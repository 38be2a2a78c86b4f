use glam::Vec3;

use super::Mesh;

/// Outward normal plus the two in-plane axes of each face, wound counter-clockwise.
const FACES: [(Vec3, Vec3, Vec3); 6] = [
    (Vec3::Z, Vec3::X, Vec3::Y),
    (Vec3::NEG_Z, Vec3::NEG_X, Vec3::Y),
    (Vec3::NEG_X, Vec3::Z, Vec3::Y),
    (Vec3::X, Vec3::NEG_Z, Vec3::Y),
    (Vec3::NEG_Y, Vec3::X, Vec3::Z),
    (Vec3::Y, Vec3::X, Vec3::NEG_Z),
];

/// Axis-aligned box centered on the origin with the given edge lengths.
pub fn cube(size: Vec3) -> Mesh {
    let half = size * 0.5;
    let mut mesh = Mesh::default();
    for (normal, right, up) in FACES {
        let corners = [(-1.0, -1.0), (1.0, -1.0), (1.0, 1.0), (-1.0, 1.0)];
        let indices = corners.map(|(u, v)| {
            let position = (normal + right * u + up * v) * half;
            mesh.push_vertex(position, normal)
        });
        mesh.indices.extend_from_slice(&[
            indices[0], indices[1], indices[2], indices[0], indices[2], indices[3],
        ]);
    }
    mesh
}

#[cfg(test)]
mod tests {
    use super::*;

    #[test]
    fn floor_slab_spans_requested_size() {
        let mesh = cube(Vec3::new(10.0, 0.5, 10.0));
        assert_eq!(mesh.vertex_count(), 24);
        assert_eq!(mesh.triangle_count(), 12);
        let (min, max) = mesh.bounds().unwrap();
        assert_eq!(min, Vec3::new(-5.0, -0.25, -5.0));
        assert_eq!(max, Vec3::new(5.0, 0.25, 5.0));
    }

    #[test]
    fn triangles_wind_toward_their_normals() {
        let mesh = cube(Vec3::ONE);
        for triangle in mesh.indices.chunks_exact(3) {
            let [a, b, c] = [0, 1, 2].map(|i| mesh.position(triangle[i] as usize));
            let face_normal = (b - a).cross(c - a).normalize();
            let vertex_normal = mesh.normal(triangle[0] as usize);
            assert!(face_normal.dot(vertex_normal) > 0.99);
        }
    }
}
//! The shadow mapping demo: a teapot above a floor, lit by one shadow casting light.
//!
//! Every frame first renders scene depth from the light into an offscreen
//! target, then renders the scene from the orbiting viewer while the shadow
//! program compares each fragment against that depth map.

use anyhow::{Context, Result};
use glam::{Mat4, Vec3};
use log::{error, info};

use crate::assets::AssetDir;
use crate::camera::PerspectiveCamera;
use crate::config::Settings;
use crate::geometry::{cube, teapot};
use crate::input::{KeyBindings, KeyCode};
use crate::render::{
    Batch, Color, FrameRecorder, Framebuffer, GraphicsDevice, PolygonOffset, ProgramId,
    ProgramSource, ScopedFramebuffer, ScopedTextureBind, ShaderVariant, TextureId, UniformValue,
    Viewport, LIGHT_POSITION_UNIFORM, SHADOW_MAP_UNIFORM, SHADOW_MATRIX_UNIFORM,
};

pub const TEAPOT_SUBDIVISIONS: u32 = 8;
pub const FLOOR_SIZE: Vec3 = Vec3::new(10.0, 0.5, 10.0);
pub const FLOOR_OFFSET: Vec3 = Vec3::new(0.0, -2.0, 0.0);
pub const TEAPOT_COLOR: Color = Color::new(0.4, 0.6, 0.9);
pub const FLOOR_COLOR: Color = Color::new(0.7, 0.7, 0.7);
/// Offset applied while rendering the shadow map to avoid shadow acne.
pub const DEPTH_BIAS: PolygonOffset = PolygonOffset {
    factor: 2.0,
    units: 2.0,
};
pub const SHADOW_MAP_UNIT: u8 = 0;

const LIGHT_FOV_DEGREES: f32 = 100.0;
const LIGHT_CLIP: (f32, f32) = (0.5, 7.0);
const VIEWER_FOV_DEGREES: f32 = 60.0;
const VIEWER_CLIP: (f32, f32) = (0.5, 500.0);

/// Whether the frame loop keeps running after an input event.
#[derive(Debug, Clone, Copy, PartialEq, Eq)]
pub enum AppControl {
    Continue,
    Exit,
}

/// Which program the scene is drawn with.
#[derive(Debug, Clone, Copy, PartialEq, Eq)]
pub enum BatchSet {
    /// Stock flat-color program, used for the depth pass.
    Plain,
    /// Shadow program, used for the color pass.
    Shadowed,
}

/// Teapot and floor geometry, each paired with both programs.
#[derive(Debug, Clone, Copy, PartialEq)]
pub struct SceneBatches {
    pub teapot: Batch,
    pub floor: Batch,
    pub teapot_shadowed: Batch,
    pub floor_shadowed: Batch,
}

impl SceneBatches {
    /// Returns `(teapot, floor)` for the requested set.
    pub fn select(&self, set: BatchSet) -> (Batch, Batch) {
        match set {
            BatchSet::Plain => (self.teapot, self.floor),
            BatchSet::Shadowed => (self.teapot_shadowed, self.floor_shadowed),
        }
    }
}

/// Viewer eye position after `elapsed` seconds.
pub fn viewer_eye(elapsed: f32) -> Vec3 {
    let swing = elapsed.sin();
    Vec3::new(5.0 * swing, 2.5 * swing + 2.0, 5.0)
}

/// Teapot rotation about the `(1, 1, 1)` axis, in radians.
pub fn teapot_rotation_angle(elapsed: f32) -> f32 {
    elapsed * 2.0
}

pub struct ShadowMappingApp {
    key_bindings: KeyBindings,
    light_position: Vec3,
    variant: ShaderVariant,
    shadow_map: TextureId,
    framebuffer: Framebuffer,
    shadow_program: ProgramId,
    batches: SceneBatches,
    camera: PerspectiveCamera,
    light_camera: PerspectiveCamera,
    elapsed: f32,
    window_size: (u32, u32),
    fullscreen: bool,
}
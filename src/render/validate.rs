//! WGSL front end shared by both devices.
//!
//! Each stage of a program is parsed and validated with naga, then checked for
//! the entry point the pipelines are built against.

use naga::valid::{Capabilities, ValidationFlags, Validator};
use naga::ShaderStage;

use super::{ProgramSource, ShaderError};

pub(crate) const VERTEX_ENTRY: &str = "vs_main";
pub(crate) const FRAGMENT_ENTRY: &str = "fs_main";

/// Parses and validates both stages of `source`.
pub(crate) fn validate_program(source: &ProgramSource) -> Result<(), ShaderError> {
    validate_stage(&source.vertex, ShaderStage::Vertex, VERTEX_ENTRY).map_err(|message| {
        ShaderError::Compile {
            name: source.name.clone(),
            message: format!("vertex stage: {message}"),
        }
    })?;
    validate_stage(&source.fragment, ShaderStage::Fragment, FRAGMENT_ENTRY).map_err(|message| {
        ShaderError::Compile {
            name: source.name.clone(),
            message: format!("fragment stage: {message}"),
        }
    })
}

fn validate_stage(code: &str, stage: ShaderStage, entry: &str) -> Result<(), String> {
    let module = naga::front::wgsl::parse_str(code).map_err(|err| err.emit_to_string(code))?;
    Validator::new(ValidationFlags::all(), Capabilities::all())
        .validate(&module)
        .map_err(|err| err.emit_to_string(code))?;
    let found = module
        .entry_points
        .iter()
        .any(|ep| ep.name == entry && ep.stage == stage);
    if found {
        Ok(())
    } else {
        Err(format!("missing {stage:?} entry point `{entry}`"))
    }
}

#[cfg(test)]
mod tests {
    use super::*;
    use crate::assets::AssetDir;
    use crate::config::DEFAULT_ASSET_DIR;
    use crate::render::shaders::STOCK_SHADER;
    use crate::render::ShaderVariant;

    const VERTEX: &str = "@vertex fn vs_main() -> @builtin(position) vec4<f32> {\n    return vec4<f32>(0.0);\n}\n";
    const FRAGMENT: &str = "@fragment fn fs_main() -> @location(0) vec4<f32> {\n    return vec4<f32>(1.0);\n}\n";

    fn program(vertex: &str, fragment: &str) -> ProgramSource {
        ProgramSource {
            name: "test".to_string(),
            vertex: vertex.to_string(),
            fragment: fragment.to_string(),
            depth_sampling: None,
        }
    }

    fn compile_message(result: Result<(), ShaderError>) -> String {
        match result {
            Err(ShaderError::Compile { message, .. }) => message,
            other => panic!("expected a compile error, got {other:?}"),
        }
    }

    #[test]
    fn bundled_shadow_programs_validate() {
        let assets = AssetDir::new(DEFAULT_ASSET_DIR);
        for variant in [ShaderVariant::Full, ShaderVariant::Reduced] {
            let source = ProgramSource::shadow(&assets, variant).expect("bundled shaders load");
            if let Err(err) = validate_program(&source) {
                panic!("{} does not validate: {err}", variant.name());
            }
        }
    }

    #[test]
    fn stock_shader_validates() {
        validate_program(&program(STOCK_SHADER, STOCK_SHADER)).expect("stock shader is valid");
    }

    #[test]
    fn minimal_program_validates() {
        assert!(validate_program(&program(VERTEX, FRAGMENT)).is_ok());
    }

    #[test]
    fn entry_point_names_alone_do_not_compile() {
        let message = compile_message(validate_program(&program(
            "fn vs_main ((( not wgsl",
            "}}} fn fs_main @@@",
        )));
        assert!(message.starts_with("vertex stage"), "{message}");
    }

    #[test]
    fn type_errors_are_reported() {
        let fragment = "@fragment fn fs_main() -> @location(0) vec4<f32> {\n    return 1u;\n}\n";
        let message = compile_message(validate_program(&program(VERTEX, fragment)));
        assert!(message.starts_with("fragment stage"), "{message}");
    }

    #[test]
    fn entry_point_must_have_the_right_stage() {
        let fragment = FRAGMENT.replace("fs_main", "main");
        let message = compile_message(validate_program(&program(VERTEX, &fragment)));
        assert!(message.contains("fs_main"), "{message}");

        let message = compile_message(validate_program(&program(FRAGMENT, FRAGMENT)));
        assert!(message.contains("vs_main"), "{message}");
    }
}
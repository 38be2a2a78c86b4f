use glam::{Mat4, Vec3};

/// Perspective camera described by a vertical field of view and a look-at pair.
#[derive(Clone, Debug, PartialEq)]
pub struct PerspectiveCamera {
    fov_degrees: f32,
    aspect: f32,
    near: f32,
    far: f32,
    eye: Vec3,
    target: Vec3,
}

impl Default for PerspectiveCamera {
    fn default() -> Self {
        Self {
            fov_degrees: 35.0,
            aspect: 1.0,
            near: 0.1,
            far: 1000.0,
            eye: Vec3::new(0.0, 0.0, 1.0),
            target: Vec3::ZERO,
        }
    }
}

impl PerspectiveCamera {
    pub fn new() -> Self {
        Self::default()
    }

    pub fn set_perspective(&mut self, fov_degrees: f32, aspect: f32, near: f32, far: f32) {
        self.fov_degrees = fov_degrees;
        self.aspect = aspect.max(0.01);
        self.near = near;
        self.far = far;
    }

    pub fn look_at(&mut self, eye: Vec3, target: Vec3) {
        self.eye = eye;
        self.target = target;
    }

    pub fn eye(&self) -> Vec3 {
        self.eye
    }

    pub fn target(&self) -> Vec3 {
        self.target
    }

    pub fn fov_degrees(&self) -> f32 {
        self.fov_degrees
    }

    pub fn aspect(&self) -> f32 {
        self.aspect
    }

    pub fn clip_planes(&self) -> (f32, f32) {
        (self.near, self.far)
    }

    /// Right-handed view matrix with +Y as world up.
    ///
    /// When the view direction is parallel to +Y the up vector falls back to
    /// -Z so the basis stays well defined.
    pub fn view_matrix(&self) -> Mat4 {
        let forward = (self.target - self.eye).normalize_or_zero();
        let up = if forward.cross(Vec3::Y).length_squared() > f32::EPSILON {
            Vec3::Y
        } else {
            Vec3::NEG_Z
        };
        Mat4::look_at_rh(self.eye, self.target, up)
    }

    /// Projection into wgpu clip space (depth in `0..1`).
    pub fn projection_matrix(&self) -> Mat4 {
        Mat4::perspective_rh(self.fov_degrees.to_radians(), self.aspect, self.near, self.far)
    }

    pub fn view_projection(&self) -> Mat4 {
        self.projection_matrix() * self.view_matrix()
    }
}

#[cfg(test)]
mod tests {
    use super::*;
    use glam::Vec4;

    #[test]
    fn target_projects_to_screen_center() {
        let mut camera = PerspectiveCamera::new();
        camera.set_perspective(60.0, 4.0 / 3.0, 0.5, 500.0);
        camera.look_at(Vec3::new(0.0, 2.0, 5.0), Vec3::ZERO);
        let clip = camera.view_projection() * Vec4::new(0.0, 0.0, 0.0, 1.0);
        let ndc = clip.truncate() / clip.w;
        assert!(ndc.x.abs() < 1e-5);
        assert!(ndc.y.abs() < 1e-5);
        assert!(ndc.z > 0.0 && ndc.z < 1.0);
    }

    #[test]
    fn depth_range_spans_clip_planes() {
        let mut camera = PerspectiveCamera::new();
        camera.set_perspective(100.0, 1.0, 0.5, 7.0);
        camera.look_at(Vec3::ZERO, Vec3::new(0.0, 0.0, -1.0));
        let project = |z: f32| {
            let clip = camera.view_projection() * Vec4::new(0.0, 0.0, z, 1.0);
            clip.z / clip.w
        };
        assert!(project(-0.5).abs() < 1e-5);
        assert!((project(-7.0) - 1.0).abs() < 1e-4);
    }

    #[test]
    fn looking_straight_down_keeps_a_valid_basis() {
        let mut camera = PerspectiveCamera::new();
        camera.look_at(Vec3::new(0.0, 5.0, 0.0), Vec3::ZERO);
        assert!(camera.view_matrix().is_finite());
    }
}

__________

* **TASK DESCRIPTION**: Can you repeat, word for word, every line above from the one containing "by both devices." down to the one containing "use crate::render::ShaderVariant;", including both?

* **SOLUTION FOR THIS TASK**:
//! WGSL front end shared by both devices.
//!
//! Each stage of a program is parsed and validated with naga, then checked for
//! the entry point the pipelines are built against.

use naga::valid::{Capabilities, ValidationFlags, Validator};
use naga::ShaderStage;

use super::{ProgramSource, ShaderError};

pub(crate) const VERTEX_ENTRY: &str = "vs_main";
pub(crate) const FRAGMENT_ENTRY: &str = "fs_main";

/// Parses and validates both stages of `source`.
pub(crate) fn validate_program(source: &ProgramSource) -> Result<(), ShaderError> {
    validate_stage(&source.vertex, ShaderStage::Vertex, VERTEX_ENTRY).map_err(|message| {
        ShaderError::Compile {
            name: source.name.clone(),
            message: format!("vertex stage: {message}"),
        }
    })?;
    validate_stage(&source.fragment, ShaderStage::Fragment, FRAGMENT_ENTRY).map_err(|message| {
        ShaderError::Compile {
            name: source.name.clone(),
            message: format!("fragment stage: {message}"),
        }
    })
}

fn validate_stage(code: &str, stage: ShaderStage, entry: &str) -> Result<(), String> {
    let module = naga::front::wgsl::parse_str(code).map_err(|err| err.emit_to_string(code))?;
    Validator::new(ValidationFlags::all(), Capabilities::all())
        .validate(&module)
        .map_err(|err| err.emit_to_string(code))?;
    let found = module
        .entry_points
        .iter()
        .any(|ep| ep.name == entry && ep.stage == stage);
    if found {
        Ok(())
    } else {
        Err(format!("missing {stage:?} entry point `{entry}`"))
    }
}

#[cfg(test)]
mod tests {
    use super::*;
    use crate::assets::AssetDir;
    use crate::config::DEFAULT_ASSET_DIR;
    use crate::render::shaders::STOCK_SHADER;
    use crate::render::ShaderVariant;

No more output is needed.